Artists have tried to push back on development to avoid displacement, sometimes by instigating their own renewal and redevelopment plans with the help of friendly funders and not-for-profit property developers. The Old American Can Factory, a complex of six brick buildings in Brooklyn, New York, has sought to build a 20-storey tower on their site to cross-subsidise the artists and makers who rent space there and to take advantage of rising property prices in the Gowanus neighbourhood in which it’s located. I worked there from 2011 to 2014 and watched as the vacant lot across the street was transformed into an upscale Whole Foods store, and as tyre shops along a polluted industrial canal transformed into speakeasy bars, climbing gyms and craft ice cream shops. Now, a full rezoning of the area is planned. It mixes environmental clean-up, public housing repairs, and subsidies for artist studios and light industrial space.
The plan is not without its critics: Martin Bisi, a recording engineer who has kept a studio in the Can Factory since the 1980s, organised a community group in opposition to the Gowanus rezoning, arguing that it brings in “luxury apartment towers” while doing too little to clean up “deeply toxic land.” However, the rezoning also provides the context for the factory’s expansion plan, which, its proponents argue, will ensure its continued viability as an art space. To ensure developers and local governments hold up their part of these deals, some have sought to enshrine them in complex community development frameworks. But hammering out these agreements can take years – a glacial pace at odds with the fast tempo of nearby residential development.

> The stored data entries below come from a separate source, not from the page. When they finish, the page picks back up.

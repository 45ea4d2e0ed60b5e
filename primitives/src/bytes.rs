use std::ops::Deref;

/// Thin wrapper around a variable-length byte buffer, used for script
/// payloads and opaque proof blobs.
#[derive(Clone, PartialEq, Eq, Default, Hash, serde::Serialize, serde::Deserialize)]
pub struct Bytes(pub Vec<u8>);

impl Bytes {
    pub fn new(data: Vec<u8>) -> Self {
        Bytes(data)
    }
}

impl Deref for Bytes {
    type Target = [u8];

    fn deref(&self) -> &[u8] {
        &self.0
    }
}

impl From<Vec<u8>> for Bytes {
    fn from(data: Vec<u8>) -> Self {
        Bytes(data)
    }
}

impl std::fmt::Debug for Bytes {
    fn fmt(&self, f: &mut std::fmt::Formatter) -> std::fmt::Result {
        write!(f, "{}", hex::encode(&self.0))
    }
}
//! Minimal output-script construction and classification.
//!
//! Full script evaluation (the interpreter, signature checks, opcodes
//! beyond the handful of standard templates) is consensus-rule territory
//! and out of scope — this crate only builds and recognizes the standard
//! output templates the block assembler needs: P2PKH, P2SH, and a
//! reserve-address marker script used by the network-reward scan.

use duskcoin_keys::{Address, AddressKind};
use duskcoin_primitives::{Bytes, Hash160};

const OP_DUP: u8 = 0x76;
const OP_HASH160: u8 = 0xa9;
const OP_EQUALVERIFY: u8 = 0x88;
const OP_CHECKSIG: u8 = 0xac;
const OP_EQUAL: u8 = 0x87;
const OP_RETURN: u8 = 0x6a;
const OP_PUSHDATA_20: u8 = 0x14;

#[derive(Clone, Debug, PartialEq, Eq, Default, serde::Serialize, serde::Deserialize)]
pub struct Script(pub Bytes);

impl Script {
    pub fn new(bytes: Vec<u8>) -> Self {
        Script(Bytes(bytes))
    }

    pub fn is_empty(&self) -> bool {
        self.0.is_empty()
    }
}

/// Builds scripts push-by-push, mirroring the teacher's `script::Builder`.
#[derive(Default)]
pub struct Builder {
    buffer: Vec<u8>,
}

impl Builder {
    pub fn default() -> Self {
        Builder { buffer: Vec::new() }
    }

    pub fn push_opcode(mut self, op: u8) -> Self {
        self.buffer.push(op);
        self
    }

    pub fn push_bytes(mut self, data: &[u8]) -> Self {
        assert!(data.len() < 0x4c, "only short pushes are needed here");
        self.buffer.push(data.len() as u8);
        self.buffer.extend_from_slice(data);
        self
    }

    /// Pushes a minimally-encoded integer (used for the coinbase height push).
    pub fn push_i64(mut self, value: i64) -> Self {
        if value == 0 {
            self.buffer.push(0x00);
            return self;
        }
        let negative = value < 0;
        let mut abs = value.unsigned_abs();
        let mut bytes = Vec::new();
        while abs > 0 {
            bytes.push((abs & 0xff) as u8);
            abs >>= 8;
        }
        if bytes.last().map(|b| b & 0x80 != 0).unwrap_or(false) {
            bytes.push(if negative { 0x80 } else { 0x00 });
        } else if negative {
            let last = bytes.last_mut().unwrap();
            *last |= 0x80;
        }
        self.push_bytes(&bytes)
    }

    pub fn into_script(self) -> Script {
        Script::new(self.buffer)
    }
}

pub fn build_p2pkh(hash: &Hash160) -> Script {
    Builder::default()
        .push_opcode(OP_DUP)
        .push_opcode(OP_HASH160)
        .push_opcode(OP_PUSHDATA_20)
        .push_bytes(&hash.0)
        .push_opcode(OP_EQUALVERIFY)
        .push_opcode(OP_CHECKSIG)
        .into_script()
}

pub fn build_p2sh(hash: &Hash160) -> Script {
    Builder::default()
        .push_opcode(OP_HASH160)
        .push_opcode(OP_PUSHDATA_20)
        .push_bytes(&hash.0)
        .push_opcode(OP_EQUAL)
        .into_script()
}

pub fn build_for_address(address: &Address) -> Script {
    match address.kind {
        AddressKind::P2PKH => build_p2pkh(&address.hash),
        AddressKind::P2SH => build_p2sh(&address.hash),
    }
}

/// Marker script for an OP_RETURN-style data carrier, used by the privacy
/// extension to stamp serials/pubcoins. Never "standard" for value outputs.
pub fn build_data_carrier(data: &[u8]) -> Script {
    Builder::default()
        .push_opcode(OP_RETURN)
        .push_bytes(data)
        .into_script()
}

/// `IsStandardOutput` — recognizes the handful of templates this node
/// treats as standard payment scripts. Matches spec.md §9 Open Question
/// (c): non-standard outputs contribute nothing to the reserve scan.
pub fn is_standard_output(script: &Script) -> bool {
    is_p2pkh(script) || is_p2sh(script)
}

pub fn is_p2pkh(script: &Script) -> bool {
    let b = &script.0 .0;
    b.len() == 25
        && b[0] == OP_DUP
        && b[1] == OP_HASH160
        && b[2] == OP_PUSHDATA_20
        && b[23] == OP_EQUALVERIFY
        && b[24] == OP_CHECKSIG
}

pub fn is_p2sh(script: &Script) -> bool {
    let b = &script.0 .0;
    b.len() == 23 && b[0] == OP_HASH160 && b[1] == OP_PUSHDATA_20 && b[22] == OP_EQUAL
}

#[cfg(test)]
mod tests {
    use super::*;

    #[test]
    fn p2pkh_round_trips_classification() {
        let script = build_p2pkh(&Hash160([1u8; 20]));
        assert!(is_p2pkh(&script));
        assert!(is_standard_output(&script));
        assert!(!is_p2sh(&script));
    }

    #[test]
    fn p2sh_round_trips_classification() {
        let script = build_p2sh(&Hash160([2u8; 20]));
        assert!(is_p2sh(&script));
        assert!(is_standard_output(&script));
    }

    #[test]
    fn height_push_is_minimal() {
        let script = Builder::default().push_i64(500).into_script();
        assert_eq!(script.0 .0[0] as usize, script.0 .0.len() - 1);
    }

    #[test]
    fn data_carrier_is_never_standard() {
        let script = build_data_carrier(b"serial");
        assert!(!is_standard_output(&script));
    }
}
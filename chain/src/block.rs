use duskcoin_serialization::{Serializable, Stream};

use crate::block_header::BlockHeader;
use crate::merkle::{merkle_root, witness_merkle_root};
use crate::transaction::Transaction;

#[derive(Clone, Debug, PartialEq, serde::Serialize, serde::Deserialize)]
pub struct Block {
    pub header: BlockHeader,
    pub transactions: Vec<Transaction>,
}

impl Block {
    pub fn new(header: BlockHeader, transactions: Vec<Transaction>) -> Self {
        Block {
            header,
            transactions,
        }
    }

    /// Recomputes and installs both Merkle roots from the current
    /// transaction list, called after any change to the transaction
    /// sequence (duplicate removal, coinbase scriptsig rewrite for
    /// extra-nonce, etc).
    pub fn recompute_merkle_roots(&mut self) {
        let hashes: Vec<_> = self.transactions.iter().map(Transaction::hash).collect();
        self.header.merkle_root = merkle_root(&hashes);
        self.header.witness_merkle_root = witness_merkle_root(&hashes);
    }
}

impl Serializable for Block {
    fn serialize(&self, stream: &mut Stream) {
        stream.append(&self.header).append(&self.transactions);
    }
}

#[cfg(test)]
mod tests {
    use super::*;
    use crate::transaction::{OutPoint, TransactionInput, TransactionOutput, TxKind};
    use duskcoin_script::Script;

    fn coinbase() -> Transaction {
        Transaction {
            version: 1,
            kind: TxKind::Coinbase,
            inputs: vec![TransactionInput {
                previous_output: OutPoint::null(),
                script_sig: Script::new(vec![0x03, 1, 2, 3]),
                sequence: u32::MAX,
            }],
            outputs: vec![TransactionOutput::empty()],
            lock_time: 0,
        }
    }

    #[test]
    fn recompute_merkle_roots_matches_coinbase_only_block() {
        let mut block = Block::new(BlockHeader::default(), vec![coinbase()]);
        block.recompute_merkle_roots();
        assert_eq!(block.header.merkle_root, coinbase().hash());
        assert_eq!(block.header.witness_merkle_root, crate::Hash256::zero());
    }
}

In Melbourne, the question of what will become of the Nicholas Building has also dragged on as the building’s association has put out feelers to find a ‘friendly partner’ who will underwrite their vertical community with the $84 million required to buy the building. Other potential solutions include selling the structure’s air rights or finding money through illuminated advertising (there is a precedent to this, as the building used to welcome Flinders Street commuters with a giant illuminated Coca-Cola sign on its south side). To date, the City of Melbourne has been keen to support the tenant community, but the Victorian Government has declined to intervene in any way. Yet, the building’s location – just 400 metres north of the Melbourne Arts Precinct – could make it a northern outpost along an arts trail that extends up through the CBD (or so the optimists among us might imagine). The continuation of the building’s hundred-plus creative spaces isn’t just about preserving cultural heritage; it ensures that the city remains a place not just for the enjoyment of art, but an environment where artists and makers can live and work, too.